- Your task -
Pull each line containing "body" from the data.
*** Data records ***
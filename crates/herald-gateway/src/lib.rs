//! # herald-gateway
//!
//! Client side of the real-time gateway: handshake, heartbeating, disconnect
//! detection, session resumption and reconnection.

pub mod client;
pub mod connection;
pub mod discovery;
pub mod events;
pub mod heartbeat;
pub mod protocol;
pub mod transport;

pub use client::{EventHandler, GatewayClient, GatewayConfig, GatewayError, GatewayHandle};
pub use connection::{Connection, ConnectionState, SessionState};
pub use events::{DispatchEvent, GatewayEventType};
pub use heartbeat::{Beat, HeartbeatMonitor};
//! # herald-rest
//!
//! Outbound message delivery against a server-reported rate budget.

pub mod budget;
pub mod dispatcher;
pub mod error;
pub mod transport;

pub use budget::{RateBudget, DEFAULT_CAPACITY, DEFAULT_RESET_DELAY};
pub use dispatcher::{BudgetSnapshot, Delivery, Dispatcher, DispatcherHandle};
pub use error::DispatchError;
pub use transport::{
    HttpRestTransport, OutboundMessage, RateLimitHeaders, RestResponse, RestTransport, TransportError,
};
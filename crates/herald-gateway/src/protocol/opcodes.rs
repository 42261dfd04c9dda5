//! Gateway operation codes
//!
//! The subset of op codes needed to keep a connection alive and authenticated.

use serde::{Deserialize, Deserializer, Serialize, Serializer};

/// Gateway operation codes
///
/// Op codes define the type of message being sent or received over the WebSocket connection.
#[derive(Debug, Clone, Copy, PartialEq, Eq, Hash)]
#[repr(u8)]
pub enum OpCode {
    /// Server dispatches an event to the client (server only)
    Dispatch = 0,
    /// Heartbeat - keep connection alive (client, or server requesting one)
    Heartbeat = 1,
    /// Identify - start a new session (client only)
    Identify = 2,
    /// Resume - reattach to a dropped session (client only)
    Resume = 6,
    /// Reconnect - server asks the client to reconnect and resume (server only)
    Reconnect = 7,
    /// Invalid Session - the session cannot be used (server only)
    InvalidSession = 9,
    /// Hello - sent on connect, carries the heartbeat interval (server only)
    Hello = 10,
    /// Heartbeat ACK - heartbeat acknowledged (server only)
    HeartbeatAck = 11,
}

impl OpCode {
    /// Create an `OpCode` from a raw integer value
    #[must_use]
    pub fn from_u8(value: u8) -> Option<Self> {
        match value {
            0 => Some(Self::Dispatch),
            1 => Some(Self::Heartbeat),
            2 => Some(Self::Identify),
            6 => Some(Self::Resume),
            7 => Some(Self::Reconnect),
            9 => Some(Self::InvalidSession),
            10 => Some(Self::Hello),
            11 => Some(Self::HeartbeatAck),
            _ => None,
        }
    }

    /// Get the raw integer value
    #[must_use]
    pub const fn as_u8(self) -> u8 {
        self as u8
    }

    /// Check if this op code can be sent by the server
    #[must_use]
    pub const fn is_server_op(self) -> bool {
        matches!(
            self,
            Self::Dispatch
                | Self::Heartbeat
                | Self::Reconnect
                | Self::InvalidSession
                | Self::Hello
                | Self::HeartbeatAck
        )
    }

    /// Get the name of this op code
    #[must_use]
    pub const fn name(self) -> &'static str {
        match self {
            Self::Dispatch => "Dispatch",
            Self::Heartbeat => "Heartbeat",
            Self::Identify => "Identify",
            Self::Resume => "Resume",
            Self::Reconnect => "Reconnect",
            Self::InvalidSession => "InvalidSession",
            Self::Hello => "Hello",
            Self::HeartbeatAck => "HeartbeatAck",
        }
    }
}

impl Serialize for OpCode {
    fn serialize<S>(&self, serializer: S) -> Result<S::Ok, S::Error>
    where
        S: Serializer,
    {
        serializer.serialize_u8(self.as_u8())
    }
}

impl<'de> Deserialize<'de> for OpCode {
    fn deserialize<D>(deserializer: D) -> Result<Self, D::Error>
    where
        D: Deserializer<'de>,
    {
        let value = u8::deserialize(deserializer)?;
        Self::from_u8(value).ok_or_else(|| serde::de::Error::custom(format!("invalid op code: {value}")))
    }
}

impl std::fmt::Display for OpCode {
    fn fmt(&self, f: &mut std::fmt::Formatter<'_>) -> std::fmt::Result {
        write!(f, "{} ({})", self.name(), self.as_u8())
    }
}

#[cfg(test)]
mod tests {
    use super::*;

    #[test]
    fn test_opcode_from_u8() {
        assert_eq!(OpCode::from_u8(0), Some(OpCode::Dispatch));
        assert_eq!(OpCode::from_u8(6), Some(OpCode::Resume));
        assert_eq!(OpCode::from_u8(7), Some(OpCode::Reconnect));
        assert_eq!(OpCode::from_u8(9), Some(OpCode::InvalidSession));
        assert_eq!(OpCode::from_u8(11), Some(OpCode::HeartbeatAck));
        assert_eq!(OpCode::from_u8(3), None);
        assert_eq!(OpCode::from_u8(255), None);
    }

    #[test]
    fn test_server_ops() {
        assert!(OpCode::Dispatch.is_server_op());
        assert!(OpCode::Heartbeat.is_server_op());
        assert!(OpCode::Hello.is_server_op());
        assert!(!OpCode::Identify.is_server_op());
        assert!(!OpCode::Resume.is_server_op());
    }

    #[test]
    fn test_opcode_serialization() {
        assert_eq!(serde_json::to_string(&OpCode::Resume).unwrap(), "6");

        let op: OpCode = serde_json::from_str("10").unwrap();
        assert_eq!(op, OpCode::Hello);
        assert!(serde_json::from_str::<OpCode>("4").is_err());
    }

    #[test]
    fn test_opcode_display() {
        assert_eq!(format!("{}", OpCode::InvalidSession), "InvalidSession (9)");
    }
}
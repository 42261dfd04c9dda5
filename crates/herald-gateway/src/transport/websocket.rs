//! tokio-tungstenite connector

use super::{Connector, Outbound, SocketEvent, SocketHandle, TransportError, SOCKET_BUFFER_SIZE};
use async_trait::async_trait;
use futures_util::{SinkExt, StreamExt};
use tokio::sync::mpsc;
use tokio_tungstenite::tungstenite::protocol::frame::coding::CloseCode;
use tokio_tungstenite::tungstenite::protocol::CloseFrame;
use tokio_tungstenite::tungstenite::Message;

/// Opens real WebSocket connections (TLS through rustls)
#[derive(Debug, Clone, Copy, Default)]
pub struct WebSocketConnector;

#[async_trait]
impl Connector for WebSocketConnector {
    async fn connect(&self, url: &str) -> Result<SocketHandle, TransportError> {
        let (stream, _response) =
            tokio_tungstenite::connect_async(url)
                .await
                .map_err(|e| TransportError::Connect {
                    url: url.to_string(),
                    reason: e.to_string(),
                })?;

        tracing::debug!(url = %url, "WebSocket opened");

        let (mut ws_sink, mut ws_stream) = stream.split();
        let (out_tx, mut out_rx) = mpsc::channel::<Outbound>(SOCKET_BUFFER_SIZE);
        let (event_tx, event_rx) = mpsc::channel::<SocketEvent>(SOCKET_BUFFER_SIZE);

        // Writer: drains queued frames, stops after a close frame
        tokio::spawn(async move {
            while let Some(frame) = out_rx.recv().await {
                match frame {
                    Outbound::Text(text) => {
                        if let Err(e) = ws_sink.send(Message::Text(text)).await {
                            tracing::warn!(error = %e, "Failed to write frame");
                            break;
                        }
                    }
                    Outbound::Close(code) => {
                        let close = CloseFrame {
                            code: CloseCode::from(code),
                            reason: "".into(),
                        };
                        if let Err(e) = ws_sink.send(Message::Close(Some(close))).await {
                            tracing::debug!(error = %e, "Failed to write close frame");
                        }
                        break;
                    }
                }
            }
            let _ = ws_sink.close().await;
        });

        // Reader: forwards text frames until the stream terminates
        let reader = tokio::spawn(async move {
            while let Some(message) = ws_stream.next().await {
                let event = match message {
                    Ok(Message::Text(text)) => SocketEvent::Text(text),
                    Ok(Message::Close(frame)) => {
                        let (code, reason) = frame.map_or((None, String::new()), |f| {
                            (Some(u16::from(f.code)), f.reason.into_owned())
                        });
                        let _ = event_tx.send(SocketEvent::Closed { code, reason }).await;
                        return;
                    }
                    Ok(Message::Binary(_)) => {
                        tracing::debug!("Binary frames not supported, dropping");
                        continue;
                    }
                    Ok(_) => continue,
                    Err(e) => {
                        let _ = event_tx.send(SocketEvent::Error(e.to_string())).await;
                        return;
                    }
                };
                if event_tx.send(event).await.is_err() {
                    return;
                }
            }
            let _ = event_tx
                .send(SocketEvent::Closed {
                    code: None,
                    reason: "stream ended".to_string(),
                })
                .await;
        });

        Ok(SocketHandle::new(out_tx, event_rx).with_reader(reader.abort_handle()))
    }
}
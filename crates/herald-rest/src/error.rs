//! Dispatch errors

use crate::transport::TransportError;
use std::time::Duration;
use thiserror::Error;

/// Why a send did not deliver
#[derive(Debug, Clone, Error)]
pub enum DispatchError {
    /// No target channel was given
    #[error("No target channel for message")]
    MissingTarget,

    /// The server rejected the request as over the limit (429)
    #[error("Rate limited, window resets in {reset_after:?}")]
    RateLimited { reset_after: Duration },

    /// The server answered with a non-success status
    #[error("Request rejected with status {status}: {body}")]
    Rejected { status: u16, body: String },

    /// The request never reached the server
    #[error(transparent)]
    Transport(#[from] TransportError),

    /// The dispatcher task has stopped
    #[error("Dispatcher has stopped")]
    DispatcherStopped,
}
*** End of Data records ***
- Result for this task -
    #[error("Request rejected with status {status}: {body}")]
    Rejected { status: u16, body: String },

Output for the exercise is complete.